[[ DATA TO USE open ]]

use anyhow::Result;
use clap::{Parser, ValueEnum};
use inquire::validator::Validation;
use strum::Display;

use crate::airflow::codec::parse_extra_object;
use crate::airflow::config::OutputFormat;

#[derive(Parser, Debug)]
pub enum ConnCommand {
    /// Print a connection from the environment or the config file
    Get(GetCommand),
    /// Store a connection in the config file
    Add(AddCommand),
    #[clap(alias = "rm")]
    /// Remove a connection from the config file
    Remove(RemoveCommand),
    #[clap(alias = "ls")]
    /// List known connection ids and where they come from
    List(ListCommand),
    /// Print every known connection
    Export(ExportCommand),
    /// Convert a connection between its URI and JSON forms
    Convert(ConvertCommand),
}

impl ConnCommand {
    pub fn run(&self) -> Result<()> {
        match self {
            ConnCommand::Get(cmd) => cmd.run(),
            ConnCommand::Add(cmd) => cmd.run(),
            ConnCommand::Remove(cmd) => cmd.run(),
            ConnCommand::List(cmd) => cmd.run(),
            ConnCommand::Export(cmd) => cmd.run(),
            ConnCommand::Convert(cmd) => cmd.run(),
        }
    }
}

#[derive(Parser, Debug)]
pub struct GetCommand {
    pub conn_id: String,
    #[clap(short, long, value_enum)]
    pub output: Option<OutputFormat>,
    /// Print the password instead of a mask
    #[clap(long)]
    pub show_sensitive: bool,
    #[clap(short, long, env = "CONNRS_CONFIG")]
    pub file: Option<String>,
}

#[derive(Parser, Debug)]
pub struct AddCommand {
    pub conn_id: String,
    #[clap(long, conflicts_with_all = ["conn_json", "conn_type"])]
    pub conn_uri: Option<String>,
    #[clap(long, conflicts_with = "conn_type")]
    pub conn_json: Option<String>,
    #[clap(long)]
    pub conn_type: Option<String>,
    #[clap(long, requires = "conn_type")]
    pub conn_host: Option<String>,
    #[clap(long, requires = "conn_type")]
    pub conn_login: Option<String>,
    #[clap(long, requires = "conn_type")]
    pub conn_password: Option<String>,
    #[clap(long, requires = "conn_type")]
    pub conn_port: Option<u16>,
    #[clap(long, requires = "conn_type")]
    pub conn_schema: Option<String>,
    /// Extra as a JSON object; replaces any extra given in a URI or JSON
    #[clap(long)]
    pub conn_extra: Option<String>,
    #[clap(long)]
    pub conn_description: Option<String>,
    /// Replace an existing connection with the same id
    #[clap(long)]
    pub overwrite: bool,
    #[clap(short, long, env = "CONNRS_CONFIG")]
    pub file: Option<String>,
}

#[derive(Parser, Debug)]
pub struct RemoveCommand {
    pub conn_id: String,
    #[clap(short, long, env = "CONNRS_CONFIG")]
    pub file: Option<String>,
}

#[derive(Parser, Debug)]
pub struct ListCommand {
    #[clap(short, long, env = "CONNRS_CONFIG")]
    pub file: Option<String>,
}

#[derive(ValueEnum, Debug, Clone, Copy, PartialEq, Display)]
pub enum ExportFormat {
    #[strum(to_string = "json")]
    Json,
    #[strum(to_string = "env")]
    Env,
}

#[derive(Parser, Debug)]
pub struct ExportCommand {
    #[clap(long, value_enum, default_value_t = ExportFormat::Json)]
    pub format: ExportFormat,
    /// Form of each connection in `env` output; defaults to the configured format
    #[clap(long, value_enum)]
    pub serialization_format: Option<OutputFormat>,
    #[clap(short, long, env = "CONNRS_CONFIG")]
    pub file: Option<String>,
}

#[derive(Parser, Debug)]
pub struct ConvertCommand {
    /// A connection URI or JSON document
    pub text: String,
    /// Defaults to the form the input is not in
    #[clap(short, long, value_enum)]
    pub output: Option<OutputFormat>,
}

#[allow(clippy::unnecessary_wraps)]
pub fn validate_extra(
    extra: &str,
) -> Result<Validation, Box<dyn std::error::Error + Send + Sync>> {
    if extra.trim().is_empty() {
        return Ok(Validation::Valid);
    }
    match parse_extra_object(extra) {
        Ok(_) => Ok(Validation::Valid),
        Err(error) => Ok(Validation::Invalid(error.to_string().into())),
    }
}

[[ DATA TO USE closed ]]

■ HOW TO COMPLETE THIS TASK ■
Output each line exactly, from the first line of the data down to the line that contains "pub enum ConnCommand", both included.

■ TASK RESPONSE ■
use anyhow::Result;
use clap::{Parser, ValueEnum};
use inquire::validator::Validation;
use strum::Display;

use crate::airflow::codec::parse_extra_object;
use crate::airflow::config::OutputFormat;

#[derive(Parser, Debug)]
pub enum ConnCommand {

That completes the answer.